Já estou há mais de uma semana aqui no hospital. O meu braço trombosado melhorou substancialmente: dói muito menos, e já está quase tão fino quanto o outro. A contagem de glóbulos brancos (esqueci de dizer: cheguei aqui com eles quase zerados, tive que ser colocado em isolamento reverso nos primeiros dias) está de novo em níveis normais. O derrame pleural está sob controle. Devo ter alta nos próximos dias.

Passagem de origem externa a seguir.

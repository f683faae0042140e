//! Configuration for the datetime MCP server
//!
//! Server identity and logging level. Built from defaults and CLI flags;
//! nothing is read from disk.

use tracing::Level;

use crate::error::{ConfigError, Result};

/// Default server name reported during initialization
pub const DEFAULT_SERVER_NAME: &str = "mcp-datetime";

/// Configuration for the datetime MCP server
#[derive(Debug, Clone)]
pub struct Config {
    /// Name reported in `serverInfo`
    pub server_name: String,

    /// Version reported in `serverInfo`
    pub server_version: String,

    /// Minimum level for log output
    pub log_level: Level,
}

impl Config {
    /// Create a configuration with default values
    pub fn new() -> Self {
        Self {
            server_name: DEFAULT_SERVER_NAME.to_string(),
            server_version: env!("CARGO_PKG_VERSION").to_string(),
            log_level: Level::INFO,
        }
    }

    /// Override the log level
    pub fn with_log_level(mut self, level: Level) -> Self {
        self.log_level = level;
        self
    }

    /// Check the configuration before the server starts
    pub fn validate(&self) -> Result<()> {
        if self.server_name.trim().is_empty() {
            return Err(ConfigError::InvalidConfig {
                message: "server name must not be empty".to_string(),
            }
            .into());
        }

        Ok(())
    }
}

impl Default for Config {
    fn default() -> Self {
        Self::new()
    }
}
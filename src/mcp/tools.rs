//! MCP Tool definitions and handlers
//!
//! Defines the `get_datetime` tool and dispatches invocations to the
//! format engine.

use serde_json::{json, Value};

use crate::datetime::{Clock, DatetimeFormatter, FormatId, SystemClock};
use crate::error::{DatetimeMcpError, McpError};
use crate::mcp::types::{CallToolResult, Tool};

/// Name of the only tool this server exposes
pub const GET_DATETIME: &str = "get_datetime";

/// Argument carrying the template identifier
const FORMAT_ARG: &str = "format";

/// Tool handler
pub struct ToolHandler<C = SystemClock> {
    formatter: DatetimeFormatter<C>,
    tools: Vec<Tool>,
}

impl<C: Clock> ToolHandler<C> {
    /// Create a new tool handler
    pub fn new(formatter: DatetimeFormatter<C>) -> Self {
        Self {
            formatter,
            tools: vec![get_datetime_tool()],
        }
    }

    /// List all available tools
    pub fn list_tools(&self) -> Vec<Tool> {
        self.tools.clone()
    }

    /// Call a tool by name, turning every failure into an error result
    pub fn call_tool(&self, name: &str, args: Value) -> CallToolResult {
        match self.dispatch(name, &args) {
            Ok(text) => CallToolResult::text(text),
            Err(e) => {
                let kind = e.kind();
                match &e {
                    DatetimeMcpError::Mcp(_) => {
                        tracing::warn!(tool = name, kind, "Tool call rejected: {}", e)
                    }
                    _ => tracing::error!(tool = name, kind, "Tool call failed: {}", e),
                }
                CallToolResult::error(tool_error_message(&e))
            }
        }
    }

    fn dispatch(&self, name: &str, args: &Value) -> Result<String, DatetimeMcpError> {
        match name {
            GET_DATETIME => self.handle_get_datetime(args),
            _ => Err(McpError::UnknownTool {
                name: name.to_string(),
            }
            .into()),
        }
    }

    // ==================== Tool Handlers ====================

    fn handle_get_datetime(&self, args: &Value) -> Result<String, DatetimeMcpError> {
        if !matches!(args, Value::Object(_) | Value::Null) {
            return Err(McpError::InvalidArguments {
                message: format!("arguments must be an object, got {}", args),
            }
            .into());
        }

        let format = match args.get(FORMAT_ARG) {
            None | Some(Value::Null) => None,
            Some(Value::String(s)) => Some(s.as_str()),
            Some(other) => {
                return Err(McpError::InvalidArguments {
                    message: format!("'{}' must be a string, got {}", FORMAT_ARG, other),
                }
                .into())
            }
        };

        let format = format.filter(|f| !f.is_empty()).ok_or_else(|| McpError::MissingArgument {
            name: FORMAT_ARG.to_string(),
        })?;

        let formatted = self.formatter.format(format)?;
        tracing::debug!(format, result = %formatted, "Formatted datetime");
        Ok(formatted)
    }
}

/// Client-facing text for a failed tool call, without the crate-level prefix
fn tool_error_message(err: &DatetimeMcpError) -> String {
    match err {
        DatetimeMcpError::Format(e) => e.to_string(),
        DatetimeMcpError::Mcp(e) => e.to_string(),
        other => other.to_string(),
    }
}

// ==================== Tool Schemas ====================

fn get_datetime_tool() -> Tool {
    Tool {
        name: GET_DATETIME.to_string(),
        description: Some("Get current date and time in various formats".to_string()),
        input_schema: get_datetime_schema(),
    }
}

fn get_datetime_schema() -> Value {
    let names: Vec<&str> = FormatId::ALL.iter().map(|id| id.as_str()).collect();

    let mut description = String::from("Available formats:\n");
    for id in FormatId::ALL {
        description.push_str(&format!("- {}: {}\n", id, id.example()));
    }

    json!({
        "type": "object",
        "properties": {
            "format": {
                "type": "string",
                "description": description,
                "enum": names
            }
        },
        "required": ["format"]
    })
}
mod app;
mod overlay;
mod settings;
mod tabs;
mod theme;
mod workers;

use app::App;

fn main() -> iced::Result {
    env_logger::init();

    iced::application(App::new, App::update, App::view)
        .title("Moodcam")
        .theme(App::theme)
        .subscription(App::subscription)
        .window(iced::window::Settings {
            size: iced::Size::new(720.0, 640.0),
            ..Default::default()
        })
        .run()
}
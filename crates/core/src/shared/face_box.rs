/// A detected face's bounding box in frame coordinates.
#[derive(Clone, Debug, PartialEq)]
pub struct FaceBox {
    pub x: i32,
    pub y: i32,
    pub width: i32,
    pub height: i32,
    pub confidence: f32,
}

impl FaceBox {
    pub fn area(&self) -> i64 {
        self.width.max(0) as i64 * self.height.max(0) as i64
    }

    pub fn iou(&self, other: &FaceBox) -> f64 {
        let ix1 = self.x.max(other.x);
        let iy1 = self.y.max(other.y);
        let ix2 = (self.x + self.width).min(other.x + other.width);
        let iy2 = (self.y + self.height).min(other.y + other.height);

        let inter = (ix2 - ix1).max(0) as f64 * (iy2 - iy1).max(0) as f64;
        if inter == 0.0 {
            return 0.0;
        }

        let area_a = self.area() as f64;
        let area_b = other.area() as f64;
        inter / (area_a + area_b - inter)
    }

    /// Clamps the box to `width × height`, shrinking it as needed.
    pub fn clamped(&self, width: u32, height: u32) -> FaceBox {
        let x = self.x.clamp(0, width as i32);
        let y = self.y.clamp(0, height as i32);
        FaceBox {
            x,
            y,
            width: (self.x + self.width).clamp(0, width as i32) - x,
            height: (self.y + self.height).clamp(0, height as i32) - y,
            confidence: self.confidence,
        }
    }

    /// Grows the box to a square with `margin` (fraction of the longer
    /// side) of context on each side, centered on the original box.
    ///
    /// Classifier inputs are square; cropping with a little surrounding
    /// context matches how the expression model was trained.
    pub fn square_expanded(&self, margin: f64) -> FaceBox {
        let cx = self.x as f64 + self.width as f64 / 2.0;
        let cy = self.y as f64 + self.height as f64 / 2.0;
        let side = self.width.max(self.height) as f64 * (1.0 + 2.0 * margin);
        let half = side / 2.0;
        FaceBox {
            x: (cx - half).round() as i32,
            y: (cy - half).round() as i32,
            width: side.round() as i32,
            height: side.round() as i32,
            confidence: self.confidence,
        }
    }
}

#[cfg(test)]
mod tests {
    use super::*;
    use approx::assert_relative_eq;
    use rstest::rstest;

    fn face_box(x: i32, y: i32, w: i32, h: i32) -> FaceBox {
        FaceBox {
            x,
            y,
            width: w,
            height: h,
            confidence: 0.9,
        }
    }

    // ── IoU ──────────────────────────────────────────────────────────

    #[test]
    fn test_iou_identical_boxes() {
        let a = face_box(10, 10, 100, 100);
        assert_relative_eq!(a.iou(&a), 1.0);
    }

    #[test]
    fn test_iou_no_overlap() {
        let a = face_box(0, 0, 50, 50);
        let b = face_box(100, 100, 50, 50);
        assert_relative_eq!(a.iou(&b), 0.0);
    }

    #[test]
    fn test_iou_partial_overlap() {
        // intersection: 50*100 = 5000, union: 15000
        let a = face_box(0, 0, 100, 100);
        let b = face_box(50, 0, 100, 100);
        assert_relative_eq!(a.iou(&b), 5000.0 / 15000.0);
    }

    #[rstest]
    #[case::zero_width(face_box(0, 0, 0, 100), face_box(0, 0, 50, 50))]
    #[case::zero_height(face_box(0, 0, 100, 0), face_box(0, 0, 50, 50))]
    fn test_iou_degenerate(#[case] a: FaceBox, #[case] b: FaceBox) {
        assert_relative_eq!(a.iou(&b), 0.0);
    }

    // ── Clamping ─────────────────────────────────────────────────────

    #[test]
    fn test_clamped_inside_is_unchanged() {
        let b = face_box(10, 20, 30, 40);
        assert_eq!(b.clamped(640, 480), b);
    }

    #[test]
    fn test_clamped_shrinks_at_edges() {
        let b = face_box(-10, -5, 50, 50).clamped(640, 480);
        assert_eq!(b.x, 0);
        assert_eq!(b.y, 0);
        assert_eq!(b.width, 40);
        assert_eq!(b.height, 45);
    }

    #[test]
    fn test_clamped_beyond_far_edge() {
        let b = face_box(600, 450, 100, 100).clamped(640, 480);
        assert_eq!(b.width, 40);
        assert_eq!(b.height, 30);
    }

    #[test]
    fn test_clamped_fully_outside_is_empty() {
        let b = face_box(700, 500, 50, 50).clamped(640, 480);
        assert_eq!(b.area(), 0);
    }

    // ── Square expansion ─────────────────────────────────────────────

    #[test]
    fn test_square_expanded_no_margin_uses_max_dim() {
        let b = face_box(40, 35, 10, 30).square_expanded(0.0);
        assert_eq!(b.width, 30);
        assert_eq!(b.height, 30);
        // Centered on (45, 50)
        assert_eq!(b.x, 30);
        assert_eq!(b.y, 35);
    }

    #[test]
    fn test_square_expanded_margin_grows_side() {
        let b = face_box(0, 0, 100, 100).square_expanded(0.2);
        assert_eq!(b.width, 140);
        assert_eq!(b.height, 140);
        assert_eq!(b.x, -20);
        assert_eq!(b.y, -20);
    }

    #[test]
    fn test_area_negative_dims_is_zero() {
        let b = FaceBox {
            x: 0,
            y: 0,
            width: -3,
            height: 10,
            confidence: 0.5,
        };
        assert_eq!(b.area(), 0);
    }
}
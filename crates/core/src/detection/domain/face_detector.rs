use crate::shared::face_box::FaceBox;
use crate::shared::frame::Frame;

/// Domain interface for face detection.
///
/// Implementations may keep per-session state, hence `&mut self`.
pub trait FaceDetector: Send {
    fn detect(&mut self, frame: &Frame) -> Result<Vec<FaceBox>, Box<dyn std::error::Error>>;
}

Quase escrevo “espero não ter que voltar de novo”… Mas aprendi que essa vida de paciente é uma caixinha de surpresas, nem sempre agradáveis. É muito difícil fazer planos mesmo a curto prazo! Só uma coisa não pode faltar: que Deus me conceda sempre a fortaleza necessária para viver esses dias o melhor possível. Como mais de uma pessoa já me disse, é tempo da oração do Horto das Oliveiras. Preciso de humildade para repetir o si possibile est, transeat a me calix iste; e preciso da coragem para acrescentar, sempre, o verumtamen non sicut ego volo, sed sicut tu.